BestAIFor.com
DeepSeek

Huawei chips refine DeepSeek model in major leap for China’s AI self-reliance

D
Debby Wang
June 8, 202613 min read
Share:
Huawei chips refine DeepSeek model in major leap for China’s AI self-reliance

Huawei Chips Refine DeepSeek Models in a Major Leap for China's AI Self-Reliance

TL;DR

DeepSeek — the Hangzhou lab that trained a frontier model for a disclosed compute cost of roughly $5.5 million — has reportedly completed fine-tuning runs on Huawei's domestic Ascend 910C chips, extending China's AI self-reliance stack beyond NVIDIA hardware for the first time at meaningful scale. Verified, independent benchmarks proving Ascend parity with the H100 on full training workloads do not yet exist. What is not in doubt: China's AI supply chain is operational, not aspirational, and the timeline Western policymakers assumed for slowing it has compressed considerably.

Key Takeaways

  • DeepSeek disclosed its own training economics: DeepSeek-V3 was pre-trained on approximately 2,048 NVIDIA H800 GPUs over 2.788 million GPU-hours at a stated compute cost of around $5.576 million, according to DeepSeek's December 2024 technical report — a figure Western labs questioned before attempting to replicate it.
  • US export controls removed the H800 from legal supply in October 2023: The Bureau of Industry and Security's updated rule restricted the A800 and H800 — the China-export-compliant NVIDIA chips that had served as the working workaround — cutting off the compute stack DeepSeek had actually used to train V3.
  • Huawei Cloud deployed DeepSeek on Ascend within weeks of R1's release: By January 30, 2025, Huawei was routing DeepSeek inference traffic through Ascend cluster infrastructure, according to Reuters reporting from that date.
  • Fine-tuning on Ascend 910C has been reported but not independently benchmarked: Chinese research teams have claimed successful reinforcement-learning post-training runs of DeepSeek-R1 on Ascend 910B and 910C hardware. A peer-reviewed comparison against identical NVIDIA baselines has not been published as of this writing.
  • Ascend 910C specs remain partially opaque: Huawei has not released a complete datasheet at the disclosure level of NVIDIA's H100 spec sheet. Third-party estimates suggest the 910C meaningfully outperforms the 910B — which reportedly peaks around 256 TFLOPS at FP16 — but Huawei has not confirmed this figure publicly.
  • DeepSeek's architecture reduces the chip gap: The mixture-of-experts routing in V3 and the reasoning-distillation approach in R1 lower per-token compute demand significantly — making a domestically produced, lower-spec chip a more viable training substrate than raw FLOP comparisons suggest.
  • Multiple Chinese chip makers are in parallel development: Cambricon (Shanghai), Biren Technology, and Moore Threads are all shipping AI accelerators, giving Chinese labs supply-chain redundancy that did not exist two years ago.
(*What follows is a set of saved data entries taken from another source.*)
//! Camera lifecycle: `Idle -> Requesting -> Active -> Detecting`, with
//! `Stopped` after any teardown.

use crossbeam_channel::{Receiver, Sender, bounded};

use super::{
    camera::CameraStream,
    detector::{DetectorHandle, DetectorStatus},
};
use crate::{error::CameraError, types::Frame};

#[derive(Clone, Debug, PartialEq, Eq)]
pub enum CameraPhase {
    /// Nothing opened yet, or the last request failed with `error`.
    Idle { error: Option<String> },
    Requesting,
    /// Frames are flowing but the detector is not ready.
    Active,
    /// Frames are flowing and every tick may submit one for detection.
    Detecting,
    Stopped,
}

/// Owns the capture stream and the frame channel it feeds.
pub struct CameraSession {
    phase: CameraPhase,
    stream: Option<CameraStream>,
    frame_tx: Sender<Frame>,
    frame_rx: Receiver<Frame>,
}

impl Default for CameraSession {
    fn default() -> Self {
        Self::new()
    }
}

impl CameraSession {
    pub fn new() -> Self {
        let (frame_tx, frame_rx) = bounded(1);
        Self {
            phase: CameraPhase::Idle { error: None },
            stream: None,
            frame_tx,
            frame_rx,
        }
    }

    pub fn phase(&self) -> &CameraPhase {
        &self.phase
    }

    pub fn error(&self) -> Option<&str> {
        match &self.phase {
            CameraPhase::Idle { error } => error.as_deref(),
            _ => None,
        }
    }

    pub fn is_streaming(&self) -> bool {
        matches!(self.phase, CameraPhase::Active | CameraPhase::Detecting)
    }

    /// Open a device through `open`, which receives the frame sender.
    /// Any running stream is stopped first.
    pub fn start<F>(&mut self, open: F) -> Result<(), CameraError>
    where
        F: FnOnce(Sender<Frame>) -> Result<CameraStream, CameraError>,
    {
        self.release();
        self.phase = CameraPhase::Requesting;
        while self.frame_rx.try_recv().is_ok() {}

        match open(self.frame_tx.clone()) {
            Ok(stream) => {
                log::info!("camera session active");
                self.stream = Some(stream);
                self.phase = CameraPhase::Active;
                Ok(())
            }
            Err(err) => {
                log::error!("camera request failed: {err}");
                self.phase = CameraPhase::Idle {
                    error: Some(err.to_string()),
                };
                Err(err)
            }
        }
    }

    /// One render tick: take the newest frame, advance `Active` to
    /// `Detecting` once the detector is ready, and submit the frame when
    /// detecting. Returns the frame to draw, if a new one arrived.
    pub fn tick(&mut self, detector: &mut DetectorHandle) -> Option<Frame> {
        detector.poll();
        if !self.is_streaming() {
            return None;
        }

        if let Some(err) = self.stream.as_mut().and_then(CameraStream::take_failure) {
            log::error!("camera stream failed: {err}");
            self.release();
            while self.frame_rx.try_recv().is_ok() {}
            self.phase = CameraPhase::Idle {
                error: Some(err.to_string()),
            };
            return None;
        }

        if self.phase == CameraPhase::Active && *detector.status() == DetectorStatus::Ready {
            log::info!("landmark detection started");
            self.phase = CameraPhase::Detecting;
        }

        let frame = self.frame_rx.try_iter().last()?;
        if self.phase == CameraPhase::Detecting {
            detector.try_submit(&frame);
        }
        Some(frame)
    }

    /// Stop capture and release the device.
    pub fn stop(&mut self) {
        self.release();
        self.phase = CameraPhase::Stopped;
    }

    fn release(&mut self) {
        if let Some(stream) = self.stream.take() {
            stream.stop();
        }
    }
}

impl Drop for CameraSession {
    fn drop(&mut self) {
        if self.stream.is_some() {
            log::info!("releasing camera");
        }
        self.stop();
    }
}

#[cfg(test)]
mod tests {
    use std::{
        sync::{
            Arc,
            atomic::{AtomicBool, Ordering},
        },
        thread,
        time::{Duration, Instant},
    };

    use super::*;
    use crate::{
        landmarks::synthetic_face,
        pipeline::detector::{FaceObservation, LandmarkEngine, spawn_worker},
    };

    struct CountingEngine(Arc<AtomicBool>);

    impl LandmarkEngine for CountingEngine {
        fn detect(&mut self, frame: &Frame) -> anyhow::Result<Option<FaceObservation>> {
            self.0.store(true, Ordering::SeqCst);
            Ok(Some(FaceObservation {
                landmarks: synthetic_face(frame.width as f32, frame.height as f32),
                score: 1.0,
            }))
        }
    }

    fn ready_detector(called: Arc<AtomicBool>) -> DetectorHandle {
        let mut handle = spawn_worker(move || Ok(CountingEngine(called)));
        let deadline = Instant::now() + Duration::from_secs(5);
        while *handle.status() != DetectorStatus::Ready {
            assert!(Instant::now() < deadline, "detector never became ready");
            handle.poll();
            thread::sleep(Duration::from_millis(5));
        }
        handle
    }

    /// A stream whose thread pushes frames until stopped.
    fn fake_stream(frame_tx: Sender<Frame>) -> Result<CameraStream, CameraError> {
        Ok(CameraStream::spawn(move |stop| {
            while !stop.load(Ordering::Relaxed) {
                let _ = frame_tx.try_send(Frame::new(vec![90; 32 * 24 * 4], 32, 24));
                thread::sleep(Duration::from_millis(2));
            }
            Ok(())
        }))
    }

    #[test]
    fn permission_denied_is_terminal_idle_without_detection() {
        let called = Arc::new(AtomicBool::new(false));
        let mut detector = ready_detector(called.clone());
        let mut session = CameraSession::new();

        let result = session.start(|_| Err(CameraError::PermissionDenied("user refused".into())));
        assert!(matches!(result, Err(CameraError::PermissionDenied(_))));
        assert!(matches!(session.phase(), CameraPhase::Idle { error: Some(_) }));
        assert!(session.error().unwrap().contains("user refused"));

        for _ in 0..10 {
            assert!(session.tick(&mut detector).is_none());
        }
        assert!(!detector.is_busy());
        assert!(!called.load(Ordering::SeqCst));
    }

    #[test]
    fn active_session_moves_to_detecting_and_submits() {
        let called = Arc::new(AtomicBool::new(false));
        let mut detector = ready_detector(called.clone());
        let mut session = CameraSession::new();
        session.start(fake_stream).unwrap();
        assert_eq!(*session.phase(), CameraPhase::Active);

        let deadline = Instant::now() + Duration::from_secs(5);
        while !called.load(Ordering::SeqCst) {
            assert!(Instant::now() < deadline, "no frame reached the detector");
            session.tick(&mut detector);
            thread::sleep(Duration::from_millis(5));
        }
        assert_eq!(*session.phase(), CameraPhase::Detecting);

        session.stop();
        assert_eq!(*session.phase(), CameraPhase::Stopped);
        assert!(session.tick(&mut detector).is_none());
    }

    #[test]
    fn session_stays_active_while_detector_loads() {
        let (release_tx, release_rx) = bounded::<()>(0);
        let mut detector = spawn_worker(move || -> Result<CountingEngine, crate::error::DetectorError> {
            let _ = release_rx.recv();
            Err(crate::error::DetectorError::ModelLoad {
                path: "models/face_detector_320x240.onnx".into(),
                reason: "test".into(),
            })
        });
        let mut session = CameraSession::new();
        session.start(fake_stream).unwrap();
        thread::sleep(Duration::from_millis(20));
        session.tick(&mut detector);
        assert_eq!(*session.phase(), CameraPhase::Active);
        drop(release_tx);
    }

    #[test]
    fn capture_thread_failure_returns_to_idle_with_error() {
        let called = Arc::new(AtomicBool::new(false));
        let mut detector = ready_detector(called.clone());
        let mut session = CameraSession::new();
        session
            .start(|_| {
                Ok(CameraStream::spawn(|_| {
                    Err(CameraError::Open("device busy".to_string()))
                }))
            })
            .unwrap();
        assert_eq!(*session.phase(), CameraPhase::Active);

        let deadline = Instant::now() + Duration::from_secs(5);
        while session.is_streaming() {
            assert!(Instant::now() < deadline, "failure never reached the session");
            assert!(session.tick(&mut detector).is_none());
            thread::sleep(Duration::from_millis(2));
        }
        assert!(session.error().unwrap().contains("device busy"));
        assert!(session.tick(&mut detector).is_none());
        assert!(!called.load(Ordering::SeqCst));
    }
}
What Happened — The Actual Story

Hangzhou is not the city Western AI executives typically cite when they track frontier model development. Shenzhen has the hardware culture; Beijing has the policy apparatus; Shanghai has the chips money. Hangzhou has Alibaba — and, since 2023, DeepSeek, the quant-funded lab that published a reasoning model in January 2025 that matched OpenAI's o1 on standard benchmarks and sent NVIDIA's stock down sharply in a single session.

The Western conversation that followed focused on training efficiency and what it meant for the AI scaling hypothesis. The hardware question got considerably less attention, which is a gap worth closing now.

Here is the hardware question: DeepSeek trained V3 on H800 GPUs — NVIDIA's China-export-compliant H100 variant, with capped NVLink bandwidth. Those chips are now off the table. The October 2023 BIS rule locked them out, and subsequent amendments have closed remaining loopholes. Whatever DeepSeek builds next, it cannot legally purchase the same compute stack that produced V3.

The pivot to Huawei Ascend has been underway since at least mid-2024. Huawei Cloud began running major Chinese LLMs on Ascend 910B hardware; by the time R1 landed, the company was positioned to route DeepSeek inference through Ascend clusters almost immediately. That inference migration is verified. What is newer — and still being assessed — is that fine-tuning workloads, specifically the reinforcement learning post-training that converts a raw language model into a reasoning engine, have been running on Ascend 910C hardware.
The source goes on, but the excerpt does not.